Task brief -
What lines of the material below include the string "literal"? Copy all of them.

>>>>

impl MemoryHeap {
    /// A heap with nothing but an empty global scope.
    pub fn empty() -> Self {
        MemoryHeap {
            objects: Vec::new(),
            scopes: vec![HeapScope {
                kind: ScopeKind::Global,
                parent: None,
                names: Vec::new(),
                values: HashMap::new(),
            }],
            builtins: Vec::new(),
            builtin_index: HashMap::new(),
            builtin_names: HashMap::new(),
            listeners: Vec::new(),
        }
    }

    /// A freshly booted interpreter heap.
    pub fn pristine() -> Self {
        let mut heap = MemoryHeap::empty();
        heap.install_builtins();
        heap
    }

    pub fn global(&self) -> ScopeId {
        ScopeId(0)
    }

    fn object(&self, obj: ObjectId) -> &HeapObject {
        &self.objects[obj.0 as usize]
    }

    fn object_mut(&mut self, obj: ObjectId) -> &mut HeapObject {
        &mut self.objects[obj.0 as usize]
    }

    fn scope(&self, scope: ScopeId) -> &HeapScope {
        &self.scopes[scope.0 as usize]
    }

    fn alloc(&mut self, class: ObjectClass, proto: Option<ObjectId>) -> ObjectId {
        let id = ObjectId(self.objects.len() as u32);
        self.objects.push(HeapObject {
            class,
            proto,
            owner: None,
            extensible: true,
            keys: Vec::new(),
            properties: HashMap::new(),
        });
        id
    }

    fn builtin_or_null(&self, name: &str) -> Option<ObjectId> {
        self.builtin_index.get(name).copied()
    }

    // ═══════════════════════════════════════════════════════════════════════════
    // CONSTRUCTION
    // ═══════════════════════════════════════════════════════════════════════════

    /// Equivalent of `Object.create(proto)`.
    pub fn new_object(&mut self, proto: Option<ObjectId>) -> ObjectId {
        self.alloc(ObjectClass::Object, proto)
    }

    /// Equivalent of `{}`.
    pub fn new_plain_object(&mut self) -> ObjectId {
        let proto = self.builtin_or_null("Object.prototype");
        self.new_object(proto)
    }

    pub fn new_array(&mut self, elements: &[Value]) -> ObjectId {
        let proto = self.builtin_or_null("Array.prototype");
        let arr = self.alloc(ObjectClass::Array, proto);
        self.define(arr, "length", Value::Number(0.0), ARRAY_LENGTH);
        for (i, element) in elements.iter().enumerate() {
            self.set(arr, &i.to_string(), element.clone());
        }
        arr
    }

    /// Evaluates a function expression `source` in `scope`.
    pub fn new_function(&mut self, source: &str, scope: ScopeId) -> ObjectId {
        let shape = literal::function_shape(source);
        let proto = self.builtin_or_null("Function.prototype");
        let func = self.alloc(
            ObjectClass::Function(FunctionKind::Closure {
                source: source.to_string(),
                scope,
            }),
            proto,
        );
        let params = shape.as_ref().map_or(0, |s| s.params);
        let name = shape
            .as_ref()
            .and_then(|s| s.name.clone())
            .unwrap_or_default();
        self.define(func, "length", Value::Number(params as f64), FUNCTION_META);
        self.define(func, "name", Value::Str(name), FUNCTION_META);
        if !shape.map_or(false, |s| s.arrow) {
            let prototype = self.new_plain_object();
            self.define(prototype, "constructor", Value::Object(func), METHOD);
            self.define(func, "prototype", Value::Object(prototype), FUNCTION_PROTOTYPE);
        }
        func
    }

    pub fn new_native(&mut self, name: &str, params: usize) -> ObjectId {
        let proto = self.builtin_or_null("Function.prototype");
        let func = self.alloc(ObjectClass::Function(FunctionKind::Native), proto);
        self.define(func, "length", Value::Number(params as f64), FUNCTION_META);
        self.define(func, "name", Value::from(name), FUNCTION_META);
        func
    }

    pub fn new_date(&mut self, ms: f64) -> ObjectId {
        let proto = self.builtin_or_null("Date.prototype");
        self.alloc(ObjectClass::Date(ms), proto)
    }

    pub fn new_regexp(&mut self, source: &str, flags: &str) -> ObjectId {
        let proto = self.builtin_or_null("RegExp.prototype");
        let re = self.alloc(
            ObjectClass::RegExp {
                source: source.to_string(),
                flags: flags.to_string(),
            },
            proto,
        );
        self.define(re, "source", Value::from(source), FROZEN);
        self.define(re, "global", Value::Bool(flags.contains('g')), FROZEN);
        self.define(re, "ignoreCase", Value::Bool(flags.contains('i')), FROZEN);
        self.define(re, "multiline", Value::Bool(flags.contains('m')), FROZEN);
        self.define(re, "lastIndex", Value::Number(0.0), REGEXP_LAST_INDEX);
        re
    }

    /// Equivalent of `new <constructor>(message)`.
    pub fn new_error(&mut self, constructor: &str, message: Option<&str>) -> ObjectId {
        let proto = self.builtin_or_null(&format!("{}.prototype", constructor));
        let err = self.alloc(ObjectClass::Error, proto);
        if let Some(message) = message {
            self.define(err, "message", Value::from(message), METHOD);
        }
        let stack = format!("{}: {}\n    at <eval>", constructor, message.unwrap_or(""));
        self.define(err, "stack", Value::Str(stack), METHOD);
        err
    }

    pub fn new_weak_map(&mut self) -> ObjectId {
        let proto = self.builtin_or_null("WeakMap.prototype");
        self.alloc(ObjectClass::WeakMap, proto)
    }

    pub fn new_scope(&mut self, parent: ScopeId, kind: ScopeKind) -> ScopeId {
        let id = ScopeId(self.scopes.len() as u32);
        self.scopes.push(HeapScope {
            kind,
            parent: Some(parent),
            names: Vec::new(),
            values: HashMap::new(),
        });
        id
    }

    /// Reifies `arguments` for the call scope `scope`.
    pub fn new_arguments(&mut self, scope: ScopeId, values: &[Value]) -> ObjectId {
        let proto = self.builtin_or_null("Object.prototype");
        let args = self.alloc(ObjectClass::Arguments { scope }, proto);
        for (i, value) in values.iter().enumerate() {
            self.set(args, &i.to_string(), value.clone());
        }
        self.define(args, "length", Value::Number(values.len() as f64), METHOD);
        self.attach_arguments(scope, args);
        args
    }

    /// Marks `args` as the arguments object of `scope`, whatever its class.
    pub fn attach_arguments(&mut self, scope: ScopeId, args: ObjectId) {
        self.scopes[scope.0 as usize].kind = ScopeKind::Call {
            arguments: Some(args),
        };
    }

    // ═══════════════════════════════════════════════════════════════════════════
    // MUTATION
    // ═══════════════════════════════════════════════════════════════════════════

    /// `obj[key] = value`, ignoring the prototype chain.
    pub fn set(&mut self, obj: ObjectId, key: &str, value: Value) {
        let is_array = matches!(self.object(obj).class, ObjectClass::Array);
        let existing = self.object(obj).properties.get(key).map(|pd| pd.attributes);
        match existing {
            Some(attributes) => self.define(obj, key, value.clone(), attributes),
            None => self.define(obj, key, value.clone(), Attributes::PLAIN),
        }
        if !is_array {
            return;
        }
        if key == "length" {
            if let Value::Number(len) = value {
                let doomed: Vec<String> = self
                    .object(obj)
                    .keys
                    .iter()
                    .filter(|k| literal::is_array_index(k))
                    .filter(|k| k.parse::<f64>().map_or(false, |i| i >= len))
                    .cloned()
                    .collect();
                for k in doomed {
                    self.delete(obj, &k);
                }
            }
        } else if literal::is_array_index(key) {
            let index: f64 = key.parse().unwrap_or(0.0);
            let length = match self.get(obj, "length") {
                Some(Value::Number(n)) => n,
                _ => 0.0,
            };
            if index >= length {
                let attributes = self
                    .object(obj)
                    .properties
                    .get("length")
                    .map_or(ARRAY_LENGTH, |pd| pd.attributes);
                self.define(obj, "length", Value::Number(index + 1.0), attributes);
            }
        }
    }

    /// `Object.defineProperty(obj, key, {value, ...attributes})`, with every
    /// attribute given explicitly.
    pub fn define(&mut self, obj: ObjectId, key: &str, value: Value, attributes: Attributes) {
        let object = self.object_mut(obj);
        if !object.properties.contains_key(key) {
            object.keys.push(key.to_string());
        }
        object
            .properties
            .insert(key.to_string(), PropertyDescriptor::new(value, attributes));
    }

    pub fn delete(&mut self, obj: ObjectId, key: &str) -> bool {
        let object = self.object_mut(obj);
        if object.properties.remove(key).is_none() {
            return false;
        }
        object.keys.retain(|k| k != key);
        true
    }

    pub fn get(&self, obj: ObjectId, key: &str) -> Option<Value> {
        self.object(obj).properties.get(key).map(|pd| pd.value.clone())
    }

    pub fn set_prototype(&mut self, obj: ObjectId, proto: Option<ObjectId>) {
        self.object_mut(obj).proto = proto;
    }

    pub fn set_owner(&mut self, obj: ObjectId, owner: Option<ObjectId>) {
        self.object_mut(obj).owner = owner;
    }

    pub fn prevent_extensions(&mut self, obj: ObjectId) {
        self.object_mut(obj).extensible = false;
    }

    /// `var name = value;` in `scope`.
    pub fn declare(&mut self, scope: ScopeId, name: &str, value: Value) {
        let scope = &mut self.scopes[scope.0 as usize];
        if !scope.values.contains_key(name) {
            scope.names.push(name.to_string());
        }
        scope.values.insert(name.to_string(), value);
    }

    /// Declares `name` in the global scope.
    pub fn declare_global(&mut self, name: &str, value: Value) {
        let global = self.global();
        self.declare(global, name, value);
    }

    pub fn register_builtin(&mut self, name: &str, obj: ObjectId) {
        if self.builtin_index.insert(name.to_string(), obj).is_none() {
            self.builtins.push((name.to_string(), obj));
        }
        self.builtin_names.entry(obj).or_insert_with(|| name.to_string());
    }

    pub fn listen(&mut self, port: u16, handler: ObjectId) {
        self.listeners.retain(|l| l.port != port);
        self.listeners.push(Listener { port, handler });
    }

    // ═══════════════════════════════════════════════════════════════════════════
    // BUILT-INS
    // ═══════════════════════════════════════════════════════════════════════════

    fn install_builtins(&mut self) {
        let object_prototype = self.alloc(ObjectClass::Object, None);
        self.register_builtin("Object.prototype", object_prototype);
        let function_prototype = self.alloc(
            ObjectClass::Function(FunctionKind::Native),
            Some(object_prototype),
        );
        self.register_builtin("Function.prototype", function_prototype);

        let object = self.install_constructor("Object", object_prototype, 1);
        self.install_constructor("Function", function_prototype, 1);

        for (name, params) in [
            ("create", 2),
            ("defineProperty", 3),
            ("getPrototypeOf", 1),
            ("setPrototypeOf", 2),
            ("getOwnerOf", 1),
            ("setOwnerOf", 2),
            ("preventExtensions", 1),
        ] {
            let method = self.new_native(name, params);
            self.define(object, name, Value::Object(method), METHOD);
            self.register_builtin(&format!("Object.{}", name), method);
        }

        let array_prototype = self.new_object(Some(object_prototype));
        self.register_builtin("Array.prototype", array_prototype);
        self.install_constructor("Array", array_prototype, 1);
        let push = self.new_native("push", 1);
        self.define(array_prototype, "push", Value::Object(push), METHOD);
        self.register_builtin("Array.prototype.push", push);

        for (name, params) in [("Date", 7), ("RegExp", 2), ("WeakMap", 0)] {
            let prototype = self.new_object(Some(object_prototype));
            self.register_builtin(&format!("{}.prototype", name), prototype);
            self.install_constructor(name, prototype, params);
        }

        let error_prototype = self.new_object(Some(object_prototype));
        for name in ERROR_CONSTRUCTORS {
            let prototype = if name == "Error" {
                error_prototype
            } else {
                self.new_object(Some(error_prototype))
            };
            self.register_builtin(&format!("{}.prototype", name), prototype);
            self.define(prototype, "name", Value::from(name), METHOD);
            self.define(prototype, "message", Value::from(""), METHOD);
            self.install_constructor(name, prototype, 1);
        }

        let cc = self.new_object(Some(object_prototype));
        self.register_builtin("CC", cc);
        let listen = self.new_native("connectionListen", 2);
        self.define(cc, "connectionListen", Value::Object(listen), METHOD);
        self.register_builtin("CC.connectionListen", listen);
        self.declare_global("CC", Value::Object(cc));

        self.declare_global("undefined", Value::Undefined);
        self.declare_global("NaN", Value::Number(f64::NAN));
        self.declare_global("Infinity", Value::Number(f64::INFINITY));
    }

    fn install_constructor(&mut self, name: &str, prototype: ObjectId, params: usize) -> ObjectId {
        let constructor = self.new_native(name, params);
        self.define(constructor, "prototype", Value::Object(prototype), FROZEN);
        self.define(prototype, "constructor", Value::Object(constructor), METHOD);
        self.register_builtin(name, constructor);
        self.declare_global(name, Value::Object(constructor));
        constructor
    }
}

<<<<
>>>>

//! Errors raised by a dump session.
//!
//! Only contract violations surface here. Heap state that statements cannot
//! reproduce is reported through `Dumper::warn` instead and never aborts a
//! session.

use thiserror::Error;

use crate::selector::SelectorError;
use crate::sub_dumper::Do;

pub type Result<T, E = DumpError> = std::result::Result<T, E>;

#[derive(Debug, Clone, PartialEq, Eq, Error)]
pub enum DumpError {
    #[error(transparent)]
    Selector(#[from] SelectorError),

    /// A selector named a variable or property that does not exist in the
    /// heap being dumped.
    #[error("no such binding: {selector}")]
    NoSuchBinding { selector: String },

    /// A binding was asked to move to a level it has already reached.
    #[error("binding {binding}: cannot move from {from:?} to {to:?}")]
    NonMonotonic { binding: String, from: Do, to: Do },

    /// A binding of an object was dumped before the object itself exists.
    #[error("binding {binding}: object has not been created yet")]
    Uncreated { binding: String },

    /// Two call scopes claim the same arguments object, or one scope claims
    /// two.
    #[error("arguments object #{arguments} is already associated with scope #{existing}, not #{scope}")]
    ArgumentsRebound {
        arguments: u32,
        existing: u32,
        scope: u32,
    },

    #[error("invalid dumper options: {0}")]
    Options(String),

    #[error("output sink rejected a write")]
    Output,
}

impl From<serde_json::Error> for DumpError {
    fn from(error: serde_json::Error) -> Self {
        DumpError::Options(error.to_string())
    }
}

<<<<

Response -
        let shape = literal::function_shape(source);
                    .filter(|k| literal::is_array_index(k))
        } else if literal::is_array_index(key) {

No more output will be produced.